# control power transformer



## Zog (Apr 15, 2009)

sparky970 said:


> What would you expect to see for resistance from h1 to h2 on a 480v to 120v cpt. I have one that I measured at 54 ohms. Seems a little high.


Depends on the CPT ratings.


----------



## sparky970 (Mar 19, 2008)

I don't have it with me, but it's an old Cuter Hammer C340CG. I think that's the number. It's a .105kva.


----------



## Zog (Apr 15, 2009)

sparky970 said:


> I don't have it with me, but it's an old Cuter Hammer C340CG. I think that's the number. It's a .105kva.


Sounds reasonable, depending on what you used to take the reading.


----------



## John Valdes (May 17, 2007)

Ohms law? You have a nameplate? Right?


----------



## JRaef (Mar 23, 2009)

sparky970 said:


> What would you expect to see for resistance from h1 to h2 on a 480v to 120v cpt. I have one that I measured at 54 ohms. Seems a little high.


Just out of curiosity, why do you care?


----------



## Zog (Apr 15, 2009)

JRaef said:


> Just out of curiosity, why do you care?

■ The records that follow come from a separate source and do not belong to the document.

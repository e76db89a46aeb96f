use sqlx::{Pool, Postgres};

use crate::{
    authentication::permissions::ActionType,
    constants::RECIPE_COUNT_PER_PAGE,
    error::Error,
    jwt::SessionData,
    pagination::PageContext,
    schema::{AmountRow, RecipeRow, RecipeSummary, Uuid},
};

use super::recipes;

pub async fn in_cart(id: Uuid, user_id: Uuid, pool: &Pool<Postgres>) -> Result<bool, Error> {
    let result: Option<(Uuid,)> = sqlx::query_as(
        "
        SELECT recipe_id FROM user_shopping_cart WHERE recipe_id = $1 AND user_id = $2
    ",
    )
    .bind(id)
    .bind(user_id)
    .fetch_optional(pool)
    .await?;

    Ok(result.is_some())
}

pub async fn fetch_cart(
    user_id: Uuid,
    offset: i64,
    pool: &Pool<Postgres>,
) -> Result<PageContext<RecipeRow>, Error> {
    let rows: Vec<RecipeRow> = sqlx::query_as(
        "
        SELECT r.*,
            EXISTS(SELECT 1 FROM user_favorites f WHERE f.recipe_id = r.id AND f.user_id = $1) AS is_favorited,
            TRUE AS is_in_shopping_cart,
            COUNT(*) OVER() AS count
        FROM user_shopping_cart c
        INNER JOIN recipes r ON r.id = c.recipe_id
        WHERE c.user_id = $1
        ORDER BY r.created_at DESC
        LIMIT $2 OFFSET $3
    ",
    )
    .bind(user_id)
    .bind(RECIPE_COUNT_PER_PAGE)
    .bind(offset)
    .fetch_all(pool)
    .await?;

    let total_count = rows.first().map(|p| p.count).unwrap_or(0);
    let page = PageContext::from_rows(rows, total_count, RECIPE_COUNT_PER_PAGE, offset);

    Ok(page)
}

pub async fn add_to_cart(
    id: Uuid,
    session: &SessionData,
    pool: &Pool<Postgres>,
) -> Result<RecipeSummary, Error> {
    session.authenticate(ActionType::ManageOwnMemberships)?;

    let recipe = recipes::get_recipe(id, pool)
        .await?
        .ok_or_else(|| Error::not_found("No recipe exists with specified id"))?;

    let result = sqlx::query(
        "INSERT INTO user_shopping_cart (user_id, recipe_id) VALUES ($1, $2) ON CONFLICT DO NOTHING",
    )
    .bind(session.user_id)
    .bind(id)
    .execute(pool)
    .await?;

    if result.rows_affected() == 0 {
        return Err(Error::invalid_request("Recipe is already in shopping cart"));
    }

    Ok(RecipeSummary::from(recipe))
}

pub async fn remove_from_cart(
    id: Uuid,
    session: &SessionData,
    pool: &Pool<Postgres>,
) -> Result<(), Error> {
    session.authenticate(ActionType::ManageOwnMemberships)?;

    let result = sqlx::query("DELETE FROM user_shopping_cart WHERE user_id = $1 AND recipe_id = $2")
        .bind(session.user_id)
        .bind(id)
        .execute(pool)
        .await?;

    if result.rows_affected() == 0 {
        return Err(Error::invalid_request("Recipe is not in shopping cart"));
    }

    Ok(())
}

/// Every (ingredient name, unit, amount) triple reachable through the user's
/// cart, one row per amount entry per cart recipe. An amount entry whose
/// ingredient row is missing is a broken foreign key and fails the whole
/// query rather than dropping the row.
pub async fn list_cart_amount_rows(
    user_id: Uuid,
    pool: &Pool<Postgres>,
) -> Result<Vec<AmountRow>, Error> {
    let rows: Vec<(Option<String>, Option<String>, i32)> = sqlx::query_as(
        "
        SELECT i.name, i.measurement_unit, a.amount
        FROM user_shopping_cart c
        INNER JOIN recipe_ingredients a ON a.recipe_id = c.recipe_id
        LEFT JOIN ingredients i ON i.id = a.ingredient_id
        WHERE c.user_id = $1
    ",
    )
    .bind(user_id)
    .fetch_all(pool)
    .await?;

    rows.into_iter()
        .map(|(name, measurement_unit, amount)| match (name, measurement_unit) {
            (Some(name), Some(measurement_unit)) => Ok(AmountRow {
                name,
                measurement_unit,
                amount,
            }),
            _ => Err(Error::data_integrity(
                "Cart references an unknown ingredient",
            )),
        })
        .collect()
}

 I was going to ask that too.


----------



## Tom45acp (Sep 6, 2011)

John Valdes said:


> Ohms law? You have a nameplate? Right?


Ohms Law? You don't need no stinking ohms law,especially since it does not take into account inductive reactance.


----------



## JRaef (Mar 23, 2009)

Zog said:


> I was going to ask that too.


But you didn't... :boxing:


----------



## sparky970 (Mar 19, 2008)

I had a trouble call. 480v motor, about 160v to ground on A phase. Pulled bucket, checked bus voltage. Meggered breaker, starter, and motor. Everything was fine. I had disconnected the load side of the breaker and I put the bucket back in and all the voltages were fine. Didn't see any bad connections either. I took the starter apart today and found a tiny piece of plastic but couldn't see where it came from. Contacts weren't pitted, but there were a few spots on the plastic near the contacts where it looked like it may have gotten hot


----------



## Splash (Apr 11, 2008)

Tom45acp said:


> Ohms Law? You don't need no stinking ohms law,especially since it does not take into account inductive reactance.


You don't need to worry about inductive resistance. Ohms law applies to the primary and secondary side independently. All you really care though is whether one side is not shorted or open.


----------



## JRaef (Mar 23, 2009)

sparky970 said:


> I had a trouble call. 480v motor, about 160v to ground on A phase. Pulled bucket, checked bus voltage. Meggered breaker, starter, and motor. Everything was fine. I had disconnected the load side of the breaker and I put the bucket back in and all the voltages were fine. Didn't see any bad connections either. I took the starter apart today and found a tiny piece of plastic but couldn't see where it came from. Contacts weren't pitted, but there were a few spots on the plastic near the contacts where it looked like it may have gotten hot


I don't know what that would have to do with the resistance of the CPT. Sounds to me like a motor or motor lead problem. Did you megger the motor and leads?

If you are not responsible for the motors (in some facilities that's a Millwright's job), then you did what you needed to do, you elimiated the other possibilities. I wouldn't waste any more time on the CPT. If you get the right voltage out of it, it's fine.


----------



## sparky970 (Mar 19, 2008)

JRaef said:


> I don't know what that would have to do with the resistance of the CPT. Sounds to me like a motor or motor lead problem. Did you megger the motor and leads?
> 
> If you are not responsible for the motors (in some facilities that's a Millwright's job), then you did what you needed to do, you elimiated the other possibilities. I wouldn't waste any more time on the CPT. If you get the right voltage out of it, it's fine.


I did megger the motor and leads. I had just done a simple resistance check on the cpt. Couldn't find any issues with anything else.


----------